Stored items

====

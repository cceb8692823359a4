//! Strand orientation for genomic features.

use std::fmt;

use crate::error::Error;

/// Strand orientation of a genomic feature.
///
/// `Unknown` is a real state, not an error: some feature types carry no
/// strand in their source annotation. Coordinate formulas match on all
/// three variants exhaustively.
#[derive(Debug, Clone, Copy, PartialEq, Eq, Hash)]
#[repr(u8)]
pub enum Strand {
    Forward = 0,
    Reverse = 1,
    Unknown = 2,
}

impl Strand {
    /// Parse from GFF3 column 7. "+" is forward, "-" is reverse; "." and "?"
    /// (and anything else) carry no orientation.
    #[must_use]
    pub fn from_gff3(s: &str) -> Self {
        match s {
            "+" => Self::Forward,
            "-" => Self::Reverse,
            _ => Self::Unknown,
        }
    }

    #[must_use]
    pub fn is_reverse(self) -> bool {
        self == Self::Reverse
    }

    #[must_use]
    pub fn to_byte(self) -> u8 {
        self as u8
    }
}

impl TryFrom<u8> for Strand {
    type Error = Error;

    fn try_from(value: u8) -> Result<Self, Self::Error> {
        match value {
            0 => Ok(Self::Forward),
            1 => Ok(Self::Reverse),
            2 => Ok(Self::Unknown),
            _ => Err(Error::Parse(format!("invalid strand byte: {value}"))),
        }
    }
}

impl fmt::Display for Strand {
    fn fmt(&self, f: &mut fmt::Formatter<'_>) -> fmt::Result {
        match self {
            Self::Forward => write!(f, "+"),
            Self::Reverse => write!(f, "-"),
            Self::Unknown => write!(f, "."),
        }
    }
}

====

Problem requirements: The data above, all of it, needs to be output exactly as written.

Answer box:
repository cceb8692823359a4
//! Strand orientation for genomic features.

use std::fmt;

use crate::error::Error;

/// Strand orientation of a genomic feature.
///
/// `Unknown` is a real state, not an error: some feature types carry no
/// strand in their source annotation. Coordinate formulas match on all
/// three variants exhaustively.
#[derive(Debug, Clone, Copy, PartialEq, Eq, Hash)]
#[repr(u8)]
pub enum Strand {
    Forward = 0,
    Reverse = 1,
    Unknown = 2,
}

impl Strand {
    /// Parse from GFF3 column 7. "+" is forward, "-" is reverse; "." and "?"
    /// (and anything else) carry no orientation.
    #[must_use]
    pub fn from_gff3(s: &str) -> Self {
        match s {
            "+" => Self::Forward,
            "-" => Self::Reverse,
            _ => Self::Unknown,
        }
    }

    #[must_use]
    pub fn is_reverse(self) -> bool {
        self == Self::Reverse
    }

    #[must_use]
    pub fn to_byte(self) -> u8 {
        self as u8
    }
}

impl TryFrom<u8> for Strand {
    type Error = Error;

    fn try_from(value: u8) -> Result<Self, Self::Error> {
        match value {
            0 => Ok(Self::Forward),
            1 => Ok(Self::Reverse),
            2 => Ok(Self::Unknown),
            _ => Err(Error::Parse(format!("invalid strand byte: {value}"))),
        }
    }
}

impl fmt::Display for Strand {
    fn fmt(&self, f: &mut fmt::Formatter<'_>) -> fmt::Result {
        match self {
            Self::Forward => write!(f, "+"),
            Self::Reverse => write!(f, "-"),
            Self::Unknown => write!(f, "."),
        }
    }
}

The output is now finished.